Detroit — If Sam Gagner were to recommend a younger hockey player one NHL player to watch, Gagner picks an interesting choice.
Tyler Bertuzzi, not exactly a player many would think. But given Gagner’s reasons, you realize why, and it has merit.
“He’s all over the puck, he hounds it, and when he gets it, he keeps it,” Gagner said. “We were talking about it the other night. He’s one of those guys that pucks follow him around. You think he loses it and he gets it back, and he strips a guy, and he takes it through somebody.
“He’s just a great hockey player, that’s what it comes down to.”
When a person analyzes this particular Red Wings season, the impact Bertuzzi has had thus far certainly stands out.
Given last season he was limited to only nine games before he needed back surgery, and the uncertainty of any athlete returning from that kind of procedure, it was fair to wonder how much impact Bertuzzi would have.
But in Bertuzzi’s case, with 19 goals and 17 assists (36 points) this season, in only 34 games — as an unvaccinated player, Bertuzzi has been unable to play games in Canada and he’s also missed four games while in COVID protocol — Bertuzzi is on track to surpass his previous career highs of 21 goals, 27 assists and 48 points.
“He’s come back without any fear, which is important coming back from any surgery,” coach Jeff Blashill said. “He’s been hard on the puck, his practice habits have been real good. It’s just a maturation level. He’s always cared a lot, but he’s gotten better at his attention to detail every day in practice, and that’s carried over to his consistency in his game.
“You never know when someone has back surgery. Even if you’re young, if you’re an athlete or not, it’s a hard thing to do. With that said, he’s come back great.”
Many of the NHL stars of today are known for their elite skating, or shooting, or puck-handling abilities. But a player like Bertuzzi doesn’t stand out, necessarily, in any of those areas, and relies more on his instincts and grit.

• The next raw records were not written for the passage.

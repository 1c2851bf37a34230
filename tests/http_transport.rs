//! HTTP transport integration tests
//!
//! Serves canned responses from a localhost listener and checks how
//! [`HttpTransport`] classifies each one.

use std::time::Duration;

use serde_json::json;
use tokio::io::{AsyncReadExt, AsyncWriteExt};
use tokio::net::{TcpListener, TcpStream};

use pitboard::{ClientConfig, GraphQlRequest, HttpTransport, TimingClient, TimingError, Transport};

const TIMEOUT: Duration = Duration::from_secs(10);

/// Read one request: headers, then `Content-Length` bytes of body.
async fn read_request(stream: &mut TcpStream) -> String {
    let mut buf = Vec::new();
    let mut chunk = [0u8; 4096];
    loop {
        let n = stream.read(&mut chunk).await.expect("read request");
        if n == 0 {
            break;
        }
        buf.extend_from_slice(&chunk[..n]);

        let Some(end) = buf.windows(4).position(|w| w == b"\r\n\r\n") else {
            continue;
        };
        let head = String::from_utf8_lossy(&buf[..end]).to_ascii_lowercase();
        let length = head
            .lines()
            .find_map(|line| line.strip_prefix("content-length:"))
            .and_then(|v| v.trim().parse::<usize>().ok())
            .unwrap_or(0);
        if buf.len() >= end + 4 + length {
            break;
        }
    }
    String::from_utf8_lossy(&buf).into_owned()
}

/// Answer a single request with `status` and `body`, returning the endpoint
/// and a handle yielding the raw request text.
async fn serve_once(
    status: &'static str,
    body: String,
) -> (ClientConfig, tokio::task::JoinHandle<String>) {
    let listener = TcpListener::bind("127.0.0.1:0").await.expect("bind");
    let addr = listener.local_addr().expect("local addr");

    let server = tokio::spawn(async move {
        let (mut stream, _) = listener.accept().await.expect("accept");
        let request = read_request(&mut stream).await;
        let response = format!(
            "HTTP/1.1 {}\r\nContent-Type: application/json\r\nContent-Length: {}\r\nConnection: close\r\n\r\n{}",
            status,
            body.len(),
            body
        );
        stream.write_all(response.as_bytes()).await.expect("write response");
        stream.shutdown().await.ok();
        request
    });

    let config = ClientConfig {
        http_endpoint: format!("http://{}/graphql", addr),
        ..ClientConfig::default()
    };
    (config, server)
}

#[tokio::test]
async fn success_envelope_is_returned() {
    let body = json!({ "data": { "session": { "id": "7616" } } }).to_string();
    let (config, server) = serve_once("200 OK", body).await;
    let transport = HttpTransport::new(&config).unwrap();

    let envelope = tokio::time::timeout(TIMEOUT, transport.execute(&GraphQlRequest::session("7616")))
        .await
        .expect("response in time")
        .unwrap();
    assert_eq!(envelope.data, Some(json!({ "session": { "id": "7616" } })));
    assert!(envelope.errors.is_none());

    let request = server.await.unwrap();
    assert!(request.starts_with("POST /graphql"));
    assert!(request.contains("\"sessionId\":\"7616\""));
}

#[tokio::test]
async fn unparseable_success_body_is_a_parse_error() {
    let (config, _server) = serve_once("200 OK", "<html>maintenance</html>".to_string()).await;
    let transport = HttpTransport::new(&config).unwrap();

    let err = transport.execute(&GraphQlRequest::session("1")).await.unwrap_err();
    assert!(matches!(err, TimingError::Parse { .. }), "got {err:?}");
}

#[tokio::test]
async fn error_status_with_graphql_errors_is_passed_through() {
    let body = json!({ "errors": [{ "message": "Variable \"$sessionId\" is invalid" }] });
    let (config, _server) = serve_once("400 Bad Request", body.to_string()).await;
    let transport = HttpTransport::new(&config).unwrap();

    let envelope = transport.execute(&GraphQlRequest::session("x")).await.unwrap();
    let err = envelope.into_result().unwrap_err();
    assert_eq!(err.to_string(), "Variable \"$sessionId\" is invalid");
}

#[tokio::test]
async fn other_error_statuses_keep_a_truncated_body() {
    let body = "x".repeat(500);
    let (config, _server) = serve_once("502 Bad Gateway", body).await;
    let transport = HttpTransport::new(&config).unwrap();

    let err = transport.execute(&GraphQlRequest::session("1")).await.unwrap_err();
    match &err {
        TimingError::Http { status, body } => {
            assert_eq!(*status, 502);
            assert_eq!(body, &format!("{}...", "x".repeat(200)));
        }
        other => panic!("Expected Http error, got {other:?}"),
    }
    assert!(err.is_retryable());
}

#[tokio::test]
async fn error_status_without_errors_array_is_an_http_error() {
    let (config, _server) = serve_once("404 Not Found", json!({ "data": null }).to_string()).await;
    let transport = HttpTransport::new(&config).unwrap();

    let err = transport.execute(&GraphQlRequest::session("1")).await.unwrap_err();
    assert!(matches!(err, TimingError::Http { status: 404, .. }), "got {err:?}");
    assert!(!err.is_retryable());
}

#[tokio::test]
async fn partial_session_over_http_still_renders() {
    let body = json!({
        "data": { "session": { "id": "7616", "name": "Race", "participants": [
            { "number": "12", "position": 1, "tires": null }
        ] } },
        "errors": [{ "message": "Cannot return null for field tires.label" }]
    });
    let (config, _server) = serve_once("200 OK", body.to_string()).await;
    let client = TimingClient::new(&config).unwrap();

    let session = client.fetch_session("7616").await.unwrap();
    assert_eq!(session.participants.len(), 1);
    assert_eq!(session.participants[0].number, "12");
}
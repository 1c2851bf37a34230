//! Live session connection

use std::sync::Arc;
use std::time::Duration;

use futures::{Stream, StreamExt};
use tokio::sync::watch;
use tokio::task::JoinHandle;
use tokio_stream::wrappers::WatchStream;
use tokio_util::sync::CancellationToken;
use tracing::{debug, info, warn};

use crate::client::TimingClient;
use crate::config::{ClientConfig, ReconnectPolicy};
use crate::driver::{Driver, FeedState};
use crate::provider::Provider;
use crate::providers::{PollingProvider, SubscriptionProvider};
use crate::schema::Session;
use crate::stream::ThrottleExt;
use crate::types::UpdateRate;
use crate::view::{GapSource, Leaderboard};

/// Live connection to one session's timing feed
///
/// Holds the receiving ends of the driver's channels. The feed runs for as
/// long as this handle lives; dropping it cancels the driver task, which
/// completes the subscription and closes the socket.
pub struct LiveConnection {
    /// Snapshot watch receiver
    snapshots: watch::Receiver<Option<Arc<Session>>>,

    /// Feed state watch receiver
    state: watch::Receiver<FeedState>,

    /// Cancellation token for stopping the driver
    cancel: CancellationToken,

    task: Option<JoinHandle<()>>,
}

impl LiveConnection {
    /// Subscribe to a session over the WebSocket endpoint in `config`.
    ///
    /// Returns immediately; the feed connects in the background and
    /// [`state`](Self::state) reports progress.
    pub fn subscribe(config: &ClientConfig, session_id: &str) -> Self {
        info!(session_id, endpoint = %config.ws_endpoint, "Subscribing to live timing");
        let provider = SubscriptionProvider::new(config, session_id);
        Self::from_provider(provider, config.reconnect)
    }

    /// Follow a session by re-querying it every `period`.
    pub fn poll(
        client: TimingClient,
        session_id: &str,
        period: Duration,
        policy: ReconnectPolicy,
    ) -> Self {
        info!(session_id, period = ?period, "Polling live timing");
        Self::from_provider(PollingProvider::new(client, session_id, period), policy)
    }

    /// Run any provider under the driver.
    pub fn from_provider<P: Provider>(provider: P, policy: ReconnectPolicy) -> Self {
        let channels = Driver::spawn(provider, policy);
        Self {
            snapshots: channels.snapshots,
            state: channels.state,
            cancel: channels.cancel,
            task: Some(channels.task),
        }
    }

    /// Stream of snapshots, starting with the current one if any.
    ///
    /// Waits while no snapshot has arrived yet and ends when the driver task
    /// exits.
    pub fn snapshots(&self) -> impl Stream<Item = Arc<Session>> + 'static {
        WatchStream::new(self.snapshots.clone()).filter_map(|opt| async move { opt })
    }

    /// Leaderboards built from the snapshot stream at most at `rate`.
    pub fn leaderboards(
        &self,
        rate: UpdateRate,
        gap_source: GapSource,
    ) -> impl Stream<Item = Leaderboard> + 'static {
        let snapshots = self.snapshots();
        match rate.throttle_interval() {
            None => snapshots.map(move |s| Leaderboard::build(&s, gap_source)).boxed(),
            Some(interval) => snapshots
                .throttle(interval)
                .map(move |s| Leaderboard::build(&s, gap_source))
                .boxed(),
        }
    }

    /// Latest snapshot, if any has arrived.
    pub fn current(&self) -> Option<Arc<Session>> {
        self.snapshots.borrow().clone()
    }

    pub fn state(&self) -> FeedState {
        self.state.borrow().clone()
    }

    /// Stream of feed state changes, starting with the current state.
    pub fn state_updates(&self) -> impl Stream<Item = FeedState> + 'static {
        WatchStream::new(self.state.clone())
    }

    /// Wait until the feed has stopped for good and return its final state.
    pub async fn finished(&self) -> FeedState {
        let mut state = self.state.clone();
        let finished = match state.wait_for(FeedState::is_terminal).await {
            Ok(state) => state.clone(),
            Err(_) => self.state(),
        };
        finished
    }

    /// Stop the feed and wait for the driver to release the provider.
    pub async fn close(mut self) {
        self.cancel.cancel();
        if let Some(task) = self.task.take() {
            if let Err(e) = task.await {
                warn!("Feed task did not shut down cleanly: {}", e);
            }
        }
    }
}

impl Drop for LiveConnection {
    fn drop(&mut self) {
        debug!("Dropping live connection");
        self.cancel.cancel();
    }
}
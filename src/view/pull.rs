//! Request/response view state
//!
//! A [`PullView`] tracks one kind of on-demand fetch: whether a request is in
//! flight, the last error, and the last data. Requests are numbered with
//! [`Ticket`]s in the order they are issued; a completion is only applied if
//! no later request has already been applied, so a slow early response can
//! never overwrite a fast later one.

use std::future::Future;

use tracing::debug;

use crate::Result;

/// Issue order of one pull request.
#[derive(Debug, Clone, Copy, PartialEq, Eq, PartialOrd, Ord)]
pub struct Ticket(u64);

/// Loading/error/data state for pull requests.
#[derive(Debug, Clone)]
pub struct PullView<T> {
    loading: bool,
    error: Option<String>,
    data: Option<T>,
    issued: u64,
    applied: u64,
}

impl<T> Default for PullView<T> {
    fn default() -> Self {
        Self { loading: false, error: None, data: None, issued: 0, applied: 0 }
    }
}

impl<T> PullView<T> {
    pub fn new() -> Self {
        Self::default()
    }

    pub fn is_loading(&self) -> bool {
        self.loading
    }

    pub fn error(&self) -> Option<&str> {
        self.error.as_deref()
    }

    pub fn data(&self) -> Option<&T> {
        self.data.as_ref()
    }

    /// Mark a request as started and return its ticket.
    pub fn begin(&mut self) -> Ticket {
        self.issued += 1;
        self.loading = true;
        Ticket(self.issued)
    }

    /// Apply the outcome of the request holding `ticket`.
    ///
    /// Returns `false` when the outcome was discarded because a later request
    /// has already been applied. Loading clears once the most recently issued
    /// request completes, whatever its outcome.
    pub fn complete(&mut self, ticket: Ticket, outcome: Result<T>) -> bool {
        if ticket.0 == self.issued {
            self.loading = false;
        }

        if ticket.0 < self.applied {
            debug!(ticket = ticket.0, applied = self.applied, "Discarding stale pull result");
            return false;
        }
        self.applied = ticket.0;

        match outcome {
            Ok(data) => {
                self.data = Some(data);
                self.error = None;
            }
            Err(e) => self.error = Some(e.to_string()),
        }
        true
    }

    /// Run one request to completion: begin, await, complete.
    pub async fn run<F>(&mut self, request: F) -> bool
    where
        F: Future<Output = Result<T>>,
    {
        let ticket = self.begin();
        let outcome = request.await;
        self.complete(ticket, outcome)
    }
}

#[cfg(test)]
mod tests {
    use super::*;
    use crate::TimingError;

    #[tokio::test]
    async fn loading_clears_after_success() {
        let mut view = PullView::new();
        assert!(view.run(async { Ok(5) }).await);
        assert!(!view.is_loading());
        assert_eq!(view.data(), Some(&5));
        assert_eq!(view.error(), None);
    }

    #[tokio::test]
    async fn loading_clears_after_failure() {
        let mut view: PullView<u32> = PullView::new();
        view.run(async { Err(TimingError::graphql(["Session not found"])) }).await;
        assert!(!view.is_loading());
        assert_eq!(view.error(), Some("Session not found"));
        assert!(view.data().is_none());
    }

    #[test]
    fn failure_keeps_previous_data() {
        let mut view = PullView::new();
        let first = view.begin();
        view.complete(first, Ok("old"));
        let second = view.begin();
        view.complete(second, Err(TimingError::transport("offline")));
        assert_eq!(view.data(), Some(&"old"));
        assert!(view.error().is_some_and(|e| e.contains("offline")));

        let third = view.begin();
        view.complete(third, Ok("new"));
        assert_eq!(view.error(), None);
    }

    #[test]
    fn stale_completion_is_discarded() {
        let mut view = PullView::new();
        let slow = view.begin();
        let fast = view.begin();

        assert!(view.complete(fast, Ok("second")));
        assert!(!view.is_loading());
        assert!(!view.complete(slow, Ok("first")));
        assert_eq!(view.data(), Some(&"second"));
        assert!(!view.is_loading());
    }

    #[test]
    fn early_completion_applies_while_later_pending() {
        let mut view = PullView::new();
        let first = view.begin();
        let second = view.begin();

        assert!(view.complete(first, Ok(1)));
        assert!(view.is_loading(), "later request still in flight");
        assert!(view.complete(second, Ok(2)));
        assert_eq!(view.data(), Some(&2));
        assert!(!view.is_loading());
    }
}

For that, Gagner feels Bertuzzi might be one of the underrated players in the NHL.
“He’s just a guy who has great hockey sense and knows where to be on the ice,” Gagner said. “He wins tons of battles. He’s the type of guy that come playoff time, he’d be a great player.
“You certainly gain a deeper appreciation for his game when you’re on his team and you see what he’s able to do night in and night out. He’s been a big part of our group and it’s good to see him come back from the injuries last year and have the year he’s having.”
When Blashill needed to balance the Wings’ scoring lines beyond the top line of Bertuzzi, Dylan Larkin and Lucas Raymond, it was Bertuzzi who Blashill felt could help ignite a line with Pius Suter and Robby Fabbri.
Bertuzzi, Suter and Fabbri were teammates, and an occasional line, with Guelph when they played junior hockey together. That was almost a decade ago, many years have passed, but regardless, the line has been effective in the last 10 days since Blashill attempted the experiment.
All the while, Larkin, Raymond and Vladislav Namestnikov have been effective as well, giving the Wings needed balance, and potential scoring from two lines.
“It’s critical to have balance,” Blashill said. “You look at it and you feel like you have two real dangerous offensive lines. You’re not going to win in this league with one line, it’s just the reality of it. You got to have multiple lines that can impact most nights.
“Certainly, we’re given that with Bert on that line. It allows for two lines that could be real good scoring lines.
“It’s been good. I don’t think it’s taken away from either group’s offense. They both have been able to produce offense. It balances out for sure, I like it.”
Larkin isn’t surprised by Bertuzzi’s effectiveness this season, and in particular, Bertuzzi’s ability to create plays.
“He has more confidence, and he’s skilled,” Larkin said. “He has great hands, great hand eye coordination. He’s making plays, good plays.”
Defensemen Gustav Lindstrom (undisclosed injury) and Nick Leddy (maintenance day) didn’t practice Monday. Blashill said Lindstrom is considered day-to-day, while Leddy is expected to return to the ice Tuesday.
… Goaltender Thomas Greiss (COVID protocol) could be back on the ice later this week, but that doesn’t mean the Wings will put him in the net this weekend. Not having been on the ice for the last 10 days and facing shots, it’s simply different for a goaltender returning than it is a skater.
“It’s take longer for us to feel comfortable to put him in those (game) situations,” Blashill said. “You can’t hide him on the fourth line, or third (defensive) pairing, or let him feel into the game. Either you’re ready to go in net, or not.”